Sin bien la tendencia positiva es clara, su futuro no está garantizado en el actual cuadro político.

En el debate presidencial, si bien nadie encarna por entero una posición de posverdad, se presentan muchas verdades a medias y visiones distorsionadas.

Desde la visión oscura e ideologizada del Frente Amplio hasta la visión de la derecha, que naturalmente aprovecha los errores abundantes y frecuentes de la gestión del gobierno para desprestigiar la necesidad de las reformas sociales.

En verdad, la visión de un cambio reformador, gradual y razonado hoy "no tiene quién le escriba" con una centroizquierda dividida.

La izquierda tradicional aparece desmejorada y liviana, incapaz de defender su propia obra y débil en la propuesta, mirando con ojos tiernos a un neopopulismo que la ignora con desprecio y el centro socialcristiano está atrapado quizás injustamente en el "laberinto de su soledad".
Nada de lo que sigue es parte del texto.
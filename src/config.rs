use std::fs::File;
use std::io::BufReader;
use std::path::Path;

use crate::eval::interpolate::InterpolationOpts;
use crate::foundation::error::{GridmarkError, GridmarkResult};
use crate::ingest::IngestOpts;
use crate::layout::placement::PlacementOpts;
use crate::layout::text_box::TextBoxOpts;
use crate::overlay::broadcast::BroadcastOpts;
use crate::overlay::terminology::TermSchedulerOpts;
use crate::session::playback::SessionOpts;

/// All tunables of the engine, grouped by component.
///
/// Every section is optional in JSON and falls back to its defaults, so `{}` is a valid config.
#[derive(Clone, Debug, Default, PartialEq, serde::Serialize, serde::Deserialize)]
#[serde(default, deny_unknown_fields)]
pub struct EngineConfig {
    pub ingest: IngestOpts,
    pub interpolation: InterpolationOpts,
    pub terminology: TermSchedulerOpts,
    pub broadcast: BroadcastOpts,
    pub placement: PlacementOpts,
    pub text_box: TextBoxOpts,
    pub session: SessionOpts,
}

impl EngineConfig {
    pub fn validate(&self) -> GridmarkResult<()> {
        self.ingest.validate()?;
        self.interpolation.validate()?;
        self.terminology.validate()?;
        self.broadcast.validate()?;
        self.placement.validate()?;
        self.text_box.validate()?;
        self.session.validate()
    }

    /// Parse and validate a config from JSON text.
    pub fn from_json_str(s: &str) -> GridmarkResult<Self> {
        let cfg: Self = serde_json::from_str(s)?;
        cfg.validate()?;
        Ok(cfg)
    }

    /// Load and validate a JSON config file.
    pub fn from_path(path: impl AsRef<Path>) -> GridmarkResult<Self> {
        let path = path.as_ref();
        let f = File::open(path).map_err(|e| {
            GridmarkError::validation(format!("open config '{}': {e}", path.display()))
        })?;
        let cfg: Self = serde_json::from_reader(BufReader::new(f))
            .map_err(|e| GridmarkError::serde(format!("parse config '{}': {e}", path.display())))?;
        cfg.validate()?;
        Ok(cfg)
    }
}

#[cfg(test)]
#[path = "../tests/unit/config.rs"]
mod tests;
Ojalá la situación actual no se eternice y se retome el camino que permitió avanzar, teniendo como norte el porvenir.

Chile no requiere de regresiones conservadoras, ni de neopopulismos polarizadores. Más igualdad requiere al mismo tiempo crecimiento, un esfuerzo productivo innovador y diversificado, el cual, a la vez, necesita una sociedad más inclusiva.

Justo lo que hoy no parece estar, por lo menos en letras destacadas, en el menú que se nos está presentando.